L’équipe de Dill utilise un programme de dynamique moléculaire appelé MELD. Il associe des simulations physiques à des informations issues de l’apprentissage automatique basées sur des modèles statistiques.

L’IA fournit des informations clés MELD pour prédire la structure 3D d’une protéine à partir de sa séquence d’acides aminés. Il trouve rapidement des modèles dans une base de données d’informations au niveau atomique sur 200 000 protéines recueillies au cours des 50 dernières années.

MELD utilise ces informations dans des simulations physiques intensives en calcul pour déterminer la structure détaillée de la protéine. D’autres simulations peuvent alors prédire, par exemple, quelles molécules médicamenteuses se lieront étroitement à une protéine virale spécifique.

«Ainsi, ces deux mondes – l’inférence IA et les simulations physiques – jouent un rôle important dans la découverte de médicaments», a déclaré Dill. «Nous bénéficions des avantages des deux méthodes, et je pense que l’avenir est cette combinaison.»

MELD fonctionne sur CUDA, la plate-forme informatique accélérée de NVIDIA pour les GPU. «Il faudrait un temps prohibitif pour exécuter ses simulations sur des processeurs, donc la majorité des simulations biologiques sont effectuées sur des GPU», a déclaré Brini.

Jouer à un jeu en attente

Le défi COVID-19 a donné aux chercheurs de Laufer passionnés par la chimie une priorité. Maintenant, ils attendent des commentaires sur leurs travaux sur Summit.

«Une fois que nous aurons les résultats, nous publierons ce que nous apprenons des erreurs. Plusieurs fois, les chercheurs doivent retourner à la planche à dessin », a-t-il déclaré.

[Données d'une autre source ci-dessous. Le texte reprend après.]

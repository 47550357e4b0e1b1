//! Bech32 address derivation.
//!
//! Validators carry one key pair but several addresses: the operator
//! (`...valoper1...`) used by the staking module, the consensus address
//! (`...valcons1...`) that appears in block signatures, and the plain account
//! address used as a governance voter. All are re-encodings of byte strings
//! under different human-readable parts.

use bech32::{Bech32, Hrp};
use ripemd::Ripemd160;
use sha2::{Digest, Sha256};

use crate::models::cosmos::{ED25519_TYPE_URL, SECP256K1_TYPE_URL};
use crate::models::error::MonitorError;

/// Computes the 20-byte consensus address hash for a consensus public key.
pub fn pubkey_to_address(type_url: &str, key: &[u8]) -> Result<Vec<u8>, MonitorError> {
	match type_url {
		ED25519_TYPE_URL => Ok(Sha256::digest(key)[..20].to_vec()),
		SECP256K1_TYPE_URL => {
			let sha = Sha256::digest(key);
			Ok(Ripemd160::digest(sha).to_vec())
		}
		other => Err(MonitorError::Parse(format!(
			"unsupported consensus pubkey type {other:?}"
		))),
	}
}

/// Decodes a bech32 address into its raw bytes.
pub fn decode_bytes(addr: &str) -> Result<Vec<u8>, MonitorError> {
	let (_, data) = bech32::decode(addr)
		.map_err(|e| MonitorError::Parse(format!("cannot decode bech32 address {addr:?}: {e}")))?;
	Ok(data)
}

/// Encodes `bytes` under the consensus HRP derived from a valoper address
/// (the `valoper` segment is replaced with `valcons`).
pub fn valcons_from_valoper(valoper: &str, address_hash: &[u8]) -> Result<String, MonitorError> {
	let (hrp, _) = bech32::decode(valoper)
		.map_err(|e| MonitorError::Parse(format!("cannot decode {valoper:?}: {e}")))?;
	let hrp = hrp.to_string();
	if !hrp.contains("valoper") {
		return Err(MonitorError::Parse(format!(
			"cannot derive a consensus prefix from {valoper:?}"
		)));
	}
	let cons_hrp = hrp.replacen("valoper", "valcons", 1);
	encode(&cons_hrp, &address_hash[..20.min(address_hash.len())])
}

/// Re-encodes a valoper address under the chain's base account prefix, the
/// form governance votes are recorded against. Non-valoper input is returned
/// unchanged.
pub fn account_from_valoper(valoper: &str) -> Result<String, MonitorError> {
	if !valoper.contains("valoper") {
		return Ok(valoper.to_string());
	}
	let (hrp, data) = bech32::decode(valoper)
		.map_err(|e| MonitorError::Parse(format!("cannot decode {valoper:?}: {e}")))?;
	let base = hrp.to_string().replacen("valoper", "", 1);
	encode(&base, &data)
}

fn encode(hrp: &str, data: &[u8]) -> Result<String, MonitorError> {
	let hrp = Hrp::parse(hrp)
		.map_err(|e| MonitorError::Parse(format!("invalid bech32 prefix {hrp:?}: {e}")))?;
	bech32::encode::<Bech32>(hrp, data)
		.map_err(|e| MonitorError::Parse(format!("bech32 encoding failed: {e}")))
}

#[cfg(test)]
mod tests {
	use super::*;

	fn fake_valoper(bytes: &[u8]) -> String {
		bech32::encode::<Bech32>(Hrp::parse("cosmosvaloper").unwrap(), bytes).unwrap()
	}

	#[test]
	fn account_conversion_swaps_prefix_keeps_bytes() {
		let bytes: Vec<u8> = (0..20).collect();
		let valoper = fake_valoper(&bytes);
		let account = account_from_valoper(&valoper).unwrap();
		assert!(account.starts_with("cosmos1"));
		assert_eq!(decode_bytes(&account).unwrap(), bytes);
	}

	#[test]
	fn account_conversion_passes_through_non_valoper() {
		assert_eq!(account_from_valoper("cosmos1abcdef").unwrap(), "cosmos1abcdef");
	}

	#[test]
	fn valcons_uses_consensus_prefix_and_20_bytes() {
		let valoper = fake_valoper(&(0..20).collect::<Vec<u8>>());
		let hash: Vec<u8> = (100..120).collect();
		let valcons = valcons_from_valoper(&valoper, &hash).unwrap();
		assert!(valcons.starts_with("cosmosvalcons1"));
		assert_eq!(decode_bytes(&valcons).unwrap(), hash);
	}

	#[test]
	fn ed25519_address_is_sha256_prefix() {
		let key = [7u8; 32];
		let addr = pubkey_to_address(ED25519_TYPE_URL, &key).unwrap();
		assert_eq!(addr.len(), 20);
		assert_eq!(addr, Sha256::digest(key)[..20].to_vec());
	}

	#[test]
	fn secp256k1_address_is_hash160() {
		let key = [9u8; 33];
		let addr = pubkey_to_address(SECP256K1_TYPE_URL, &key).unwrap();
		assert_eq!(addr.len(), 20);
	}

	#[test]
	fn unknown_key_type_is_rejected() {
		assert!(pubkey_to_address("/cosmos.crypto.sr25519.PubKey", &[0u8; 32]).is_err());
	}
}
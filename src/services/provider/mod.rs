//! Typed chain-data queries.
//!
//! Two provider variants expose the same capability set: the default variant
//! speaks ABCI over the fleet's JSON-RPC endpoints, the indexer variant
//! queries HTTP JSON indexers with failover. Methods a variant cannot answer
//! return `NotSupported`; callers treat any failure as a skipped cycle, never
//! as fatal.

pub mod default;
pub mod indexer;

use async_trait::async_trait;

use crate::models::{DenomMetadata, MonitorError, ProposalRef, ProviderConfig};

/// The validator record as the staking layer sees it.
#[derive(Debug, Clone, Default)]
pub struct ValidatorRecord {
	/// 20-byte consensus address hash (may be empty when the backend cannot
	/// produce it; the caller then falls back to the configured override).
	pub address_hash: Vec<u8>,
	pub moniker: String,
	pub jailed: bool,
	pub bonded: bool,
	/// Delegated stake in base units.
	pub tokens: f64,
	pub commission_rate: f64,
}

/// Signing-info fields relevant to downtime alerts.
#[derive(Debug, Clone, Copy, Default)]
pub struct SigningStatus {
	pub missed_blocks: i64,
	pub tombstoned: bool,
}

/// Slashing-module parameters.
#[derive(Debug, Clone, Copy, Default)]
pub struct SlashingWindow {
	pub signed_blocks_window: i64,
	pub min_signed_per_window: f64,
}

/// The staking pool totals.
#[derive(Debug, Clone, Copy, Default)]
pub struct StakingPool {
	pub bonded_tokens: f64,
	pub not_bonded_tokens: f64,
}

/// An amount in base units, not yet converted for display.
#[derive(Debug, Clone, PartialEq)]
pub struct BaseCoin {
	pub denom: String,
	pub amount: f64,
}

/// Outstanding self-delegation rewards and validator commission.
#[derive(Debug, Clone, Default)]
pub struct RewardsCommission {
	pub rewards: Vec<BaseCoin>,
	pub commission: Vec<BaseCoin>,
}

/// Chain-level figures for APR derivation.
#[derive(Debug, Clone, Copy, Default)]
pub struct ChainInfo {
	pub total_supply: f64,
	pub community_tax: f64,
	pub inflation_rate: f64,
}

/// The fixed capability set both provider variants implement.
#[async_trait]
pub trait ChainDataProvider: Send + Sync {
	async fn query_validator(&self) -> Result<ValidatorRecord, MonitorError>;
	async fn query_signing_info(&self, valcons: &str) -> Result<SigningStatus, MonitorError>;
	async fn query_slashing_params(&self) -> Result<SlashingWindow, MonitorError>;
	async fn query_pool(&self) -> Result<StakingPool, MonitorError>;
	async fn query_rewards_commission(&self) -> Result<RewardsCommission, MonitorError>;
	async fn query_denom_metadata(&self, denom: &str) -> Result<DenomMetadata, MonitorError>;
	async fn query_open_proposals(&self) -> Result<Vec<ProposalRef>, MonitorError>;
	async fn query_has_voted(&self, proposal_id: u64) -> Result<bool, MonitorError>;
	/// Chain economics. `denom` (the base denom, when known) selects the
	/// supply to report; an empty denom skips the supply lookup.
	async fn query_chain_info(&self, denom: &str) -> Result<ChainInfo, MonitorError>;
}

/// Settings extracted from a validated `provider.configs` map.
#[derive(Debug, Clone, Default, PartialEq)]
pub struct IndexerSettings {
	pub validator_address: String,
	pub indexers: Vec<String>,
}

/// Validates the typed-erased `provider.configs` shape for the indexer
/// variant. Fails fast at construction so a bad config never reaches the
/// refresh loop.
pub fn parse_indexer_settings(config: &ProviderConfig) -> Result<IndexerSettings, MonitorError> {
	let mapping = config
		.configs
		.as_mapping()
		.ok_or_else(|| MonitorError::Config("provider.configs must be a mapping".into()))?;

	let validator_address = mapping
		.get(&serde_yaml::Value::from("validator_address"))
		.and_then(|v| v.as_str())
		.ok_or_else(|| {
			MonitorError::Config("provider.configs.validator_address must be a string".into())
		})?
		.to_string();

	let indexers = mapping
		.get(&serde_yaml::Value::from("indexers"))
		.and_then(|v| v.as_sequence())
		.ok_or_else(|| MonitorError::Config("provider.configs.indexers must be a list".into()))?
		.iter()
		.map(|v| {
			v.as_str().map(|s| s.trim_end_matches('/').to_string()).ok_or_else(|| {
				MonitorError::Config("provider.configs.indexers entries must be strings".into())
			})
		})
		.collect::<Result<Vec<_>, _>>()?;

	if indexers.is_empty() {
		return Err(MonitorError::Config(
			"provider.configs.indexers must not be empty".into(),
		));
	}

	Ok(IndexerSettings {
		validator_address,
		indexers,
	})
}

/// Constructs the provider named by the chain's config, validating the
/// free-form settings up front.
pub fn build(
	chain: &crate::services::Chain,
	http: reqwest_middleware::ClientWithMiddleware,
) -> Result<Box<dyn ChainDataProvider>, MonitorError> {
	match chain.config.provider.name.as_str() {
		"" | "default" => Ok(Box::new(default::DefaultProvider::new(
			chain.fleet.clone(),
			http,
			chain.config.valoper_address.clone(),
		))),
		"indexer" => {
			let settings = parse_indexer_settings(&chain.config.provider)?;
			Ok(Box::new(indexer::IndexerProvider::new(http, settings)))
		}
		other => Err(MonitorError::Config(format!(
			"unknown provider {other:?} for chain {}",
			chain.name
		))),
	}
}

#[cfg(test)]
mod tests {
	use super::*;

	fn provider_config(yaml: &str) -> ProviderConfig {
		serde_yaml::from_str(yaml).unwrap()
	}

	#[test]
	fn indexer_settings_parse() {
		let cfg = provider_config(
			r#"
name: indexer
configs:
  validator_address: tnam1abcdef
  indexers:
    - https://indexer-one.example/
    - https://indexer-two.example
"#,
		);
		let settings = parse_indexer_settings(&cfg).unwrap();
		assert_eq!(settings.validator_address, "tnam1abcdef");
		assert_eq!(
			settings.indexers,
			vec![
				"https://indexer-one.example".to_string(),
				"https://indexer-two.example".to_string()
			]
		);
	}

	#[test]
	fn indexer_settings_reject_bad_shapes() {
		for bad in [
			"name: indexer\nconfigs: 7",
			"name: indexer\nconfigs:\n  indexers: [a]",
			"name: indexer\nconfigs:\n  validator_address: x\n  indexers: wat",
			"name: indexer\nconfigs:\n  validator_address: x\n  indexers: [1, 2]",
			"name: indexer\nconfigs:\n  validator_address: x\n  indexers: []",
		] {
			let cfg = provider_config(bad);
			assert!(
				matches!(parse_indexer_settings(&cfg), Err(MonitorError::Config(_))),
				"accepted: {bad}"
			);
		}
	}
}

Et de temps en temps, ils célèbrent aussi.

Dill a organisé un petit rassemblement socialement éloigné pour une demi-douzaine de collègues dans sa cour une fois les travaux du Sommet terminés. Si ces résultats s’avèrent gagnants, il y aura une célébration beaucoup plus grande s’étendant bien au-delà du campus de Stony Brook.